* DIRECTIONS *
In the entries below, find each line with the string "program" and copy it.

Stored data entries
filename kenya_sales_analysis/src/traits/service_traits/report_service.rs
use crate::common::*;

use crate::dto::sales_analysis::*;

pub trait ReportService {
    #[doc = "Writes the summary block, the product insights and the regional insights to `out`."]
    fn write_console_report(
        &self,
        analysis: &SalesAnalysis,
        out: &mut dyn Write,
    ) -> anyhow::Result<()>;
}
use crate::common::*;

#[doc = r#"
    One synthesized sale. Serialized field names are the column headers of the CSV snapshot,
    in column order.
"#]
#[derive(Debug, Clone, PartialEq, Eq, Deserialize, Serialize, Getters, new)]
#[getset(get = "pub")]
pub struct SalesRecord {
    #[serde(rename = "Date")]
    pub date: NaiveDate,
    #[serde(rename = "Product")]
    pub product: String,
    #[serde(rename = "Region")]
    pub region: String,
    #[serde(rename = "Store_Type")]
    pub store_type: String,
    #[serde(rename = "Payment_Method")]
    pub payment_method: String,
    #[serde(rename = "Quantity")]
    pub quantity: i64,
    #[serde(rename = "Unit_Price")]
    pub unit_price: i64,
    #[serde(rename = "Total_Sales")]
    pub total_sales: i64,
}

impl SalesRecord {
    pub fn is_total_consistent(&self) -> bool {
        self.quantity.checked_mul(self.unit_price) == Some(self.total_sales)
    }
}
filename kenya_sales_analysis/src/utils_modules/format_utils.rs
use crate::common::*;

#[doc = r#"
    Rounds `value` to `decimals` places, resolving exact halves to the even neighbour.

    Aggregates are carried at full precision; this is applied only when a value is
    displayed, so the printed average price and payment share never depend on the
    order in which the sums were accumulated.
"#]
pub fn round_half_even(value: f64, decimals: u32) -> f64 {
    let factor: f64 = 10f64.powi(decimals as i32);
    (value * factor).round_ties_even() / factor
}

#[doc = "Inserts `,` every three digits of an integer, keeping the sign."]
pub fn format_thousands(value: i64) -> String {
    let digits: String = value.unsigned_abs().to_string();
    let mut result: String = String::with_capacity(digits.len() + digits.len() / 3 + 1);

    for (count, c) in digits.chars().enumerate() {
        if count > 0 && (digits.len() - count) % 3 == 0 {
            result.push(',');
        }
        result.push(c);
    }

    if value < 0 {
        format!("-{}", result)
    } else {
        result
    }
}

#[doc = "Currency / fractional display: thousands separators and two decimals, e.g. `12,345.68`."]
pub fn format_amount(value: f64) -> String {
    let rounded: f64 = round_half_even(value, 2);
    let fixed: String = format!("{:.2}", rounded.abs());
    let (int_part, frac_part) = fixed.split_once('.').unwrap_or((fixed.as_str(), "00"));
    let int_value: i64 = int_part.parse::<i64>().unwrap_or_default();
    let sign: &str = if rounded < 0.0 { "-" } else { "" };

    format!("{}{}.{}", sign, format_thousands(int_value), frac_part)
}

#[doc = "Fits `text` into `width` columns, cutting long values with `..`."]
pub fn fit_column(text: &str, width: usize) -> String {
    if text.chars().count() <= width {
        return format!("{:<width$}", text, width = width);
    }

    let cut: String = text.chars().take(width.saturating_sub(2)).collect();
    format!("{}..", cut)
}

#[doc = "Writes a section header underlined with dashes."]
pub fn write_section_header<W: Write + ?Sized>(out: &mut W, title: &str) -> std::io::Result<()> {
    writeln!(out)?;
    writeln!(out, "{}", title)?;
    writeln!(out, "{}", "-".repeat(title.chars().count()))
}

#[cfg(test)]
mod tests {
    use super::*;

    #[test]
    fn thousands_separators() {
        assert_eq!(format_thousands(0), "0");
        assert_eq!(format_thousands(999), "999");
        assert_eq!(format_thousands(1000), "1,000");
        assert_eq!(format_thousands(1234567), "1,234,567");
        assert_eq!(format_thousands(-45000), "-45,000");
    }

    #[test]
    fn amounts_use_two_decimals() {
        assert_eq!(format_amount(1234567.0), "1,234,567.00");
        assert_eq!(format_amount(12.5), "12.50");
        assert_eq!(format_amount(-1000.456), "-1,000.46");
        assert_eq!(format_amount(0.0), "0.00");
    }

    #[test]
    fn half_even_rounding() {
        assert_eq!(round_half_even(2.5, 0), 2.0);
        assert_eq!(round_half_even(3.5, 0), 4.0);
        assert_eq!(round_half_even(0.125, 2), 0.12);
        assert_eq!(round_half_even(12345.678, 2), 12345.68);
    }

    #[test]
    fn columns_are_padded_or_cut() {
        assert_eq!(fit_column("TV", 5), "TV   ");
        assert_eq!(fit_column("Water Dispenser", 8), "Water ..");
    }
}
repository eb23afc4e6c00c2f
/*
Author      : Seunghwan Shin
Create date : 2025-09-00
Description : Synthesizes a Kenyan retail sales dataset, stores it as CSV and reports
              grouped sales aggregates as charts and console tables.

History     : 2025-09-00 Seunghwan Shin       # [v.1.0.0] first create
*/

mod common;
mod external_deps;
mod prelude;
use common::*;

mod repository;
use repository::csv_repository_impl::*;

mod env_configuration;
use env_configuration::env_config::*;

mod traits;

mod model;
use model::configs::total_config::*;

mod dto;

mod enums;

mod utils_modules;
use utils_modules::logger_utils::*;

mod service;
use service::{
    analysis_service_impl::*, chart_service_impl::*, generator_service_impl::*,
    report_service_impl::*,
};

mod controller;
use controller::main_controller::*;

#[tokio::main(flavor = "current_thread")]
async fn main() {
    /* Global logger and .env */
    dotenv().ok();
    let _logger: LoggerHandle = set_global_logger().unwrap_or_else(|e| {
        panic!("[main] Failed to initialize the global logger: {:?}", e)
    });

    info!("Sales analysis program start!");

    let total_config: TotalConfig = TotalConfig::load(&SALES_CONFIG_PATH).unwrap_or_else(|e| {
        let err_msg: &str = "[main] Failed to load the sales configuration.";
        error!("{} {:?}", err_msg, e);
        panic!("{} {:?}", err_msg, e)
    });

    /* Dependency injection */
    let generator_service: GeneratorServiceImpl = GeneratorServiceImpl::new(
        total_config.generator().clone(),
        total_config.catalog().clone(),
    );
    let sales_repository: CsvRepositoryImpl = CsvRepositoryImpl::default();
    let analysis_service: AnalysisServiceImpl = AnalysisServiceImpl::new();
    let chart_service: ChartServiceImpl = ChartServiceImpl::new();
    let report_service: ReportServiceImpl = ReportServiceImpl::new();

    let main_controller: MainController<
        GeneratorServiceImpl,
        CsvRepositoryImpl,
        AnalysisServiceImpl,
        ChartServiceImpl,
        ReportServiceImpl,
    > = MainController::new(
        generator_service,
        sales_repository,
        analysis_service,
        chart_service,
        report_service,
        total_config.output().clone(),
    );

    if let Err(e) = main_controller.main_task(&mut std::io::stdout()).await {
        error!("{:?}", e);
        panic!("{:?}", e)
    }
}
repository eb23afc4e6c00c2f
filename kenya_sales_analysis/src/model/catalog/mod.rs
pub mod product_price;
pub mod sales_catalog;
pub mod format_utils;
pub mod group_utils;
pub mod io_utils;
pub mod logger_utils;
pub mod time_utils;
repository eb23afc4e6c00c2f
pub mod env_config;
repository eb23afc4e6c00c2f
pub mod generator_config;
pub mod output_config;
pub mod total_config;
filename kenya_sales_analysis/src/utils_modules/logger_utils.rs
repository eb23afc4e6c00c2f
use crate::common::*;

#[doc = "Line format of the log files: `[timestamp] [LEVEL] [file:line] message`."]
fn log_format(
    w: &mut dyn std::io::Write,
    now: &mut DeferredNow,
    record: &Record,
) -> Result<(), std::io::Error> {
    write!(
        w,
        "[{}] [{}] [{}:{}] {}",
        now.format("%Y-%m-%d %H:%M:%S"),
        record.level(),
        record.file().unwrap_or("unknown"),
        record.line().unwrap_or(0),
        &record.args()
    )
}

#[doc = r#"
    Installs the global logger.

    Logs go to `logs/kenya_sales_*.log`, rotated daily and kept for 10 days.
    Warnings and errors are duplicated to stderr so they do not mix with the report on stdout.
    The level comes from `RUST_LOG` when set, `info` otherwise.

    # Returns
    * `LoggerHandle` - must stay alive until the program ends
"#]
pub fn set_global_logger() -> anyhow::Result<LoggerHandle> {
    let level: String = env::var("RUST_LOG").unwrap_or_else(|_| "info".to_string());

    let handle: LoggerHandle = Logger::try_with_str(&level)?
        .log_to_file(
            FileSpec::default()
                .directory("logs")
                .basename("kenya_sales"),
        )
        .rotate(
            Criterion::Age(Age::Day),
            Naming::Timestamps,
            Cleanup::KeepLogFiles(10),
        )
        .format_for_files(log_format)
        .duplicate_to_stderr(Duplicate::Warn)
        .start()
        .context("[logger_utils->set_global_logger] Failed to start logger")?;

    Ok(handle)
}
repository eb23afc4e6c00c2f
pub use std::{
    collections::BTreeMap,
    env,
    fs,
    io::Write,
    path::{Path, PathBuf},
};

pub use anyhow::{Context, anyhow};
pub use async_trait::async_trait;
pub use derive_new::new;
pub use dotenv::dotenv;
pub use getset::{Getters, Setters};
pub use log::{error, info, warn};
pub use serde::{Deserialize, Serialize, de::DeserializeOwned};
use crate::common::*;

#[derive(Debug, Clone, PartialEq, Serialize, Deserialize, Getters, new)]
#[getset(get = "pub")]
pub struct PaymentShare {
    pub payment_method: String,
    pub total_sales: i64,
    /// Percentage of the grand total, unrounded.
    pub share_percent: f64,
}
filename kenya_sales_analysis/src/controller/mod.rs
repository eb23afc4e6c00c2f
pub mod main_controller;
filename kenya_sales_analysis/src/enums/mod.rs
pub mod chart_kind;
pub mod sort_order;
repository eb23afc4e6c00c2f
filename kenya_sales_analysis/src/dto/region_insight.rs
use crate::common::*;

#[derive(Debug, Clone, PartialEq, Eq, Serialize, Deserialize, Getters, new)]
#[getset(get = "pub")]
pub struct RegionInsight {
    pub region: String,
    pub total_sales: i64,
    pub quantity: i64,
}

* WRITTEN ANSWER *
    info!("Sales analysis program start!");
    * `LoggerHandle` - must stay alive until the program ends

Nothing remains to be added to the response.